11 giugno 2014, 18:50

Ecco gli imprenditori di domani

Creatività e business plan: piccoli imprenditori crescono. C’è chi ha puntato su un kit di smalti «fai da te» ecosostenibili, chi sulla stampante 3D e chi ha rivisitato il mondo dei cosmetici, puntando su prodotti a chilometri zero. Sono questi i progetti vincenti di «Latuaideadimpresa» di Confindustria, la competizione promossa e sostenuta a livello provinciale dall’Unione parmense degli industriali. Ieri è andata in scena la premiazione e ancora una volta Palazzo Soragna punta sui giovani. L’Upi aderisce – per il terzo anno consecutivo – all’iniziativa nazionale. Cinque progetti e altrettanti istituti superiori di città e provincia: così le imprese entrano in classe. A guadagnarsi la vittoria provinciale è la 4ªF dell’Ipsia, con «Bio Colournail», seguita a ruota dalla 4ªA dell’Itis Galilei di San Secondo con «3D design». Terza classificata è invece la 4ª dell’Itsos Gadda di Langhirano con «L’essenziale-Un mondo di lavanda».
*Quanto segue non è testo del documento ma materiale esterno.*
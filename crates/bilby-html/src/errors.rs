//! Parse error types and human-readable message definitions.
//!
//! [§ 13.2.2 Parse errors](https://html.spec.whatwg.org/multipage/parsing.html#parse-errors)
//!
//! "The error handling for parse errors is well-defined... this
//! specification defines the parsing rules for all inputs."
//!
//! Every recoverable problem becomes a [`ParseError`] with a stable
//! kebab-case code and a 1-indexed source position. Parsing never aborts on
//! its own; strict mode surfaces the first collected error as a
//! [`StrictModeError`] after the parse completes.

use std::fmt;

use thiserror::Error;

/// A recoverable parse error with location information.
#[derive(Debug, Clone, PartialEq, Eq)]
pub struct ParseError {
    /// Stable kebab-case identifier (e.g. `eof-in-tag`, `duplicate-attribute`).
    pub code: &'static str,
    /// 1-indexed line of the offending position, when known.
    pub line: Option<u32>,
    /// 1-indexed column of the offending position, when known.
    pub column: Option<u32>,
    /// Human-readable message for the code.
    pub message: String,
}

impl ParseError {
    /// Build an error from a code and optional position.
    #[must_use]
    pub fn new(code: &'static str, line: Option<u32>, column: Option<u32>, message: String) -> Self {
        Self {
            code,
            line,
            column,
            message,
        }
    }
}

impl fmt::Display for ParseError {
    fn fmt(&self, f: &mut fmt::Formatter<'_>) -> fmt::Result {
        match (self.line, self.column) {
            (Some(line), Some(column)) => {
                if self.message == self.code {
                    write!(f, "({line},{column}): {}", self.code)
                } else {
                    write!(f, "({line},{column}): {} - {}", self.code, self.message)
                }
            }
            _ => {
                if self.message == self.code {
                    write!(f, "{}", self.code)
                } else {
                    write!(f, "{} - {}", self.code, self.message)
                }
            }
        }
    }
}

/// Raised by strict mode when the input contains any parse error.
///
/// Carries the first collected [`ParseError`] plus the offending source line
/// and a column span for caret highlighting.
#[derive(Debug, Clone, Error)]
pub struct StrictModeError {
    /// The first parse error encountered.
    pub error: ParseError,
    /// The full text of the source line the error points at, when available.
    pub source_line: Option<String>,
    /// 1-indexed half-open column span to highlight within `source_line`.
    pub span: Option<(u32, u32)>,
}

impl StrictModeError {
    /// Build the abort error for the first collected parse error.
    ///
    /// When the error has a position, the offending line is excerpted from
    /// `source` and a highlight span is derived: the span runs from the
    /// nearest `<` at or before the error column through the closing `>`
    /// (or the error column itself when no tag is found nearby).
    #[must_use]
    pub fn new(error: ParseError, source: &str) -> Self {
        let (source_line, span) = match (error.line, error.column) {
            (Some(line), Some(column)) => {
                let text = source.split('\n').nth(line as usize - 1).map(str::to_string);
                let span = text.as_deref().map(|text| highlight_span(text, column));
                (text, span)
            }
            _ => (None, None),
        };
        Self {
            error,
            source_line,
            span,
        }
    }

}

impl fmt::Display for StrictModeError {
    fn fmt(&self, f: &mut fmt::Formatter<'_>) -> fmt::Result {
        write!(f, "{}", self.error)?;
        if let (Some(line), Some((start, end))) = (&self.source_line, self.span) {
            writeln!(f)?;
            writeln!(f, "{line}")?;
            let indent = start.saturating_sub(1) as usize;
            let width = (end.saturating_sub(start).max(1)) as usize;
            write!(f, "{}{}", " ".repeat(indent), "^".repeat(width))?;
        }
        Ok(())
    }
}

/// Derive the highlight span for an error at `column` (1-indexed) on `line`.
///
/// Looks backwards (bounded) for a `<` opening the offending tag, then
/// forwards for the closing `>`.
fn highlight_span(line: &str, column: u32) -> (u32, u32) {
    let chars: Vec<char> = line.chars().collect();
    let col_idx = (column as usize).saturating_sub(1).min(chars.len());

    let mut start_idx = col_idx;
    if chars.get(start_idx) != Some(&'<') {
        let mut looked = 0;
        while start_idx > 0 && chars.get(start_idx - 1) != Some(&'<') {
            start_idx -= 1;
            looked += 1;
            if looked > 10 {
                start_idx = col_idx;
                break;
            }
        }
        if start_idx > 0 && chars.get(start_idx - 1) == Some(&'<') {
            start_idx -= 1;
        } else if chars.get(start_idx) != Some(&'<') {
            start_idx = col_idx;
        }
    }

    let mut end_idx = col_idx;
    while end_idx < chars.len() && chars[end_idx] != '>' {
        end_idx += 1;
    }
    if end_idx < chars.len() {
        end_idx += 1;
    }

    (start_idx as u32 + 1, end_idx as u32 + 1)
}

/// Generate a human-readable error message from an error code.
///
/// Falls back to the code itself for unknown codes. `tag_name` contextualizes
/// tag-related tree-builder errors.
#[must_use]
pub fn generate_error_message(code: &str, tag_name: Option<&str>) -> String {
    let tag = tag_name.unwrap_or("?");
    let message: String = match code {
        // ================================================================
        // TOKENIZER ERRORS
        // ================================================================
        // DOCTYPE errors
        "eof-in-doctype" => "Unexpected end of file in DOCTYPE declaration".into(),
        "eof-in-doctype-name" => "Unexpected end of file while reading DOCTYPE name".into(),
        "eof-in-doctype-public-identifier" => {
            "Unexpected end of file in DOCTYPE public identifier".into()
        }
        "eof-in-doctype-system-identifier" => {
            "Unexpected end of file in DOCTYPE system identifier".into()
        }
        "expected-doctype-name-but-got-right-bracket" => "Expected DOCTYPE name but got >".into(),
        "missing-whitespace-before-doctype-name" => "Missing whitespace after <!DOCTYPE".into(),
        "abrupt-doctype-public-identifier" => "DOCTYPE public identifier ended abruptly".into(),
        "abrupt-doctype-system-identifier" => "DOCTYPE system identifier ended abruptly".into(),
        "missing-quote-before-doctype-public-identifier" => {
            "Missing quote before DOCTYPE public identifier".into()
        }
        "missing-quote-before-doctype-system-identifier" => {
            "Missing quote before DOCTYPE system identifier".into()
        }
        "missing-doctype-public-identifier" => "Missing DOCTYPE public identifier".into(),
        "missing-doctype-system-identifier" => "Missing DOCTYPE system identifier".into(),
        "missing-whitespace-after-doctype-public-identifier" => {
            "Missing whitespace after DOCTYPE public identifier".into()
        }
        "missing-whitespace-between-doctype-public-and-system-identifiers" => {
            "Missing whitespace between DOCTYPE identifiers".into()
        }
        "missing-whitespace-after-doctype-name" => "Missing whitespace after DOCTYPE name".into(),
        "unexpected-character-after-doctype-public-keyword" => {
            "Unexpected character after PUBLIC keyword".into()
        }
        "unexpected-character-after-doctype-system-keyword" => {
            "Unexpected character after SYSTEM keyword".into()
        }
        "unexpected-character-after-doctype-public-identifier" => {
            "Unexpected character after public identifier".into()
        }
        "unexpected-character-after-doctype-system-identifier" => {
            "Unexpected character after system identifier".into()
        }
        // Comment errors
        "eof-in-comment" => "Unexpected end of file in comment".into(),
        "abrupt-closing-of-empty-comment" => "Comment ended abruptly with -->".into(),
        "incorrectly-closed-comment" => "Comment ended with --!> instead of -->".into(),
        // Tag errors
        "eof-in-tag" => "Unexpected end of file in tag".into(),
        "eof-before-tag-name" => "Unexpected end of file before tag name".into(),
        "empty-end-tag" => "Empty end tag </> is not allowed".into(),
        "invalid-first-character-of-tag-name" => "Invalid first character of tag name".into(),
        "unexpected-question-mark-instead-of-tag-name" => {
            "Unexpected ? instead of tag name".into()
        }
        "unexpected-character-after-solidus-in-tag" => {
            "Unexpected character after / in tag".into()
        }
        // Attribute errors
        "duplicate-attribute" => "Duplicate attribute name".into(),
        "missing-attribute-value" => "Missing attribute value".into(),
        "unexpected-character-in-attribute-name" => {
            "Unexpected character in attribute name".into()
        }
        "unexpected-character-in-unquoted-attribute-value" => {
            "Unexpected character in unquoted attribute value".into()
        }
        "missing-whitespace-between-attributes" => "Missing whitespace between attributes".into(),
        "unexpected-equals-sign-before-attribute-name" => {
            "Unexpected = before attribute name".into()
        }
        // Script errors
        "eof-in-script-html-comment-like-text" => {
            "Unexpected end of file in script with HTML-like comment".into()
        }
        // CDATA errors
        "eof-in-cdata" => "Unexpected end of file in CDATA section".into(),
        "cdata-in-html-content" => "CDATA section only allowed in SVG/MathML content".into(),
        // NULL character errors
        "unexpected-null-character" => "Unexpected NULL character (U+0000)".into(),
        // Markup declaration errors
        "incorrectly-opened-comment" => "Incorrectly opened comment".into(),
        // Character reference errors
        "missing-semicolon-after-character-reference" => {
            "Missing semicolon after character reference".into()
        }
        // ================================================================
        // TREE BUILDER ERRORS
        // ================================================================
        // DOCTYPE errors
        "unexpected-doctype" => "Unexpected DOCTYPE declaration".into(),
        "unknown-doctype" => "Unknown DOCTYPE (expected <!DOCTYPE html>)".into(),
        "expected-doctype-but-got-chars" => "Expected DOCTYPE but got text content".into(),
        "expected-doctype-but-got-eof" => "Expected DOCTYPE but reached end of file".into(),
        "expected-doctype-but-got-start-tag" => {
            format!("Expected DOCTYPE but got <{tag}> tag")
        }
        "expected-doctype-but-got-end-tag" => {
            format!("Expected DOCTYPE but got </{tag}> tag")
        }
        // Unexpected tag errors
        "unexpected-start-tag" => format!("Unexpected <{tag}> start tag"),
        "unexpected-end-tag" => format!("Unexpected </{tag}> end tag"),
        "unexpected-end-tag-before-html" => {
            format!("Unexpected </{tag}> end tag before <html>")
        }
        "unexpected-end-tag-before-head" => {
            format!("Unexpected </{tag}> end tag before <head>")
        }
        "unexpected-end-tag-after-head" => {
            format!("Unexpected </{tag}> end tag after <head>")
        }
        "unexpected-start-tag-ignored" => {
            format!("<{tag}> start tag ignored in current context")
        }
        "unexpected-start-tag-implies-end-tag" => {
            format!("<{tag}> start tag implicitly closes previous element")
        }
        // EOF errors
        "expected-closing-tag-but-got-eof" | "expected-named-closing-tag-but-got-eof" => {
            format!("Expected </{tag}> closing tag but reached end of file")
        }
        // Invalid character errors
        "invalid-codepoint" => "Invalid character (U+0000 NULL or U+000C FORM FEED)".into(),
        "invalid-codepoint-before-head" => "Invalid character before <head>".into(),
        "invalid-codepoint-in-body" => "Invalid character in <body>".into(),
        "invalid-codepoint-in-table-text" => "Invalid character in table text".into(),
        "invalid-codepoint-in-select" => "Invalid character in <select>".into(),
        "invalid-codepoint-in-foreign-content" => "Invalid character in SVG/MathML content".into(),
        // Foster parenting / table errors
        "foster-parenting-character" => "Text content in table requires foster parenting".into(),
        "unexpected-start-tag-implies-table-voodoo" => {
            format!("<{tag}> start tag in table triggers foster parenting")
        }
        "unexpected-end-tag-implies-table-voodoo" => {
            format!("</{tag}> end tag in table triggers foster parenting")
        }
        "unexpected-cell-in-table-body" => "Unexpected table cell outside of table row".into(),
        "unexpected-form-in-table" => "Form element not allowed in table context".into(),
        "unexpected-hidden-input-in-table" => {
            "Hidden input in table triggers foster parenting".into()
        }
        // Context-specific errors
        "unexpected-hidden-input-after-head" => "Unexpected hidden input after <head>".into(),
        "unexpected-token-in-frameset" => "Unexpected content in <frameset>".into(),
        "unexpected-token-after-frameset" => "Unexpected content after <frameset>".into(),
        "unexpected-token-after-after-frameset" => {
            "Unexpected content after frameset closed".into()
        }
        "unexpected-token-after-body" => "Unexpected content after </body>".into(),
        "unexpected-char-after-body" => "Unexpected character after </body>".into(),
        "unexpected-characters-in-column-group" => "Text not allowed in <colgroup>".into(),
        "unexpected-characters-in-template-column-group" => {
            "Text not allowed in template column group".into()
        }
        "unexpected-start-tag-in-column-group" => {
            format!("<{tag}> start tag not allowed in <colgroup>")
        }
        "unexpected-start-tag-in-template-column-group" => {
            format!("<{tag}> start tag not allowed in template column group")
        }
        "unexpected-start-tag-in-template-table-context" => {
            format!("<{tag}> start tag not allowed in template table context")
        }
        "unexpected-start-tag-in-cell-fragment" => {
            format!("<{tag}> start tag not allowed in cell fragment context")
        }
        // Foreign content errors
        "unexpected-html-element-in-foreign-content" => {
            "HTML element breaks out of SVG/MathML content".into()
        }
        "unexpected-end-tag-in-foreign-content" => {
            format!("Mismatched </{tag}> end tag in SVG/MathML content")
        }
        "unexpected-end-tag-in-fragment-context" => {
            format!("</{tag}> end tag not allowed in fragment parsing context")
        }
        // Miscellaneous errors
        "end-tag-too-early" => format!("</{tag}> end tag closed early (unclosed children)"),
        "adoption-agency-1.3" => "Misnested tags require adoption agency algorithm".into(),
        "non-void-html-element-start-tag-with-trailing-solidus" => {
            format!("<{tag}/> self-closing syntax on non-void element")
        }
        "image-start-tag" => format!("Deprecated <{tag}> tag (use <img> instead)"),
        other => other.into(),
    };
    message
}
«Ognuno di noi ha dato il suo contributo. Lavorare in équipe è fondamentale, così come sfruttare le proprie competenze e idee», spiegano col sorriso Ilenia e Nicoletta della classe vincitrice. E se «c’è ancora tempo per pensare all’occupazione futura, sarebbe bello diventare imprenditori – concludono le studentesse –. L’importante è provarci».
Membro della giuria di imprenditori, nonché nel direttivo dei Giovani industriali dell’Upi, Giovanni Baroni tira le fila dell’iniziativa. «Si tratta di un progetto di promozione dell’imprenditorialità, per illustrare ai giovani il mondo delle aziende e permettere di sentirsi “coproduttori” di Pil – spiega Baroni –. Non solo: a prescindere dalla scelta professionale che ciascuno di loro sarà chiamato a fare, vorremmo che ricordassero che ciascuno è imprenditore di se stesso. Al timone di un’azienda o da lavoratore dipendente, la creatività, l’inventiva e la competenza rimangono fondamentali. Così come il legame tra il processo creativo e l’organizzazione pratica». Un consiglio alle future generazioni? «Non date mai nulla per scontato», conclude il giovane industriale.
La competizione è promossa a pieni voti anche da Giovanni Desco, dirigente dell’Ufficio scolastico provinciale (ex Provveditorato agli studi), in prima linea alla premiazione. «Credo fermamente in questo tipo di iniziative – commenta – che accorciano le distanze tra il sistema scolastico attuale e la scuola del futuro». E ai ragazzi ricorda: «Esperienze come questa vi aiutano a comprendere che per fare occorre conoscere».
A chiudere ci pensano i presidi Giorgio Piva e Sergio Olivati, rispettivamente al timone dell’Ipsia di Parma e dell’Itis di San Secondo. «Credo che questa vittoria sia una grande soddisfazione per l’intera scuola», chiosa Piva, mentre Olivati rilancia sull’importanza di queste esperienze «che segnano la strada alla scuola per il cambiamento opportuno».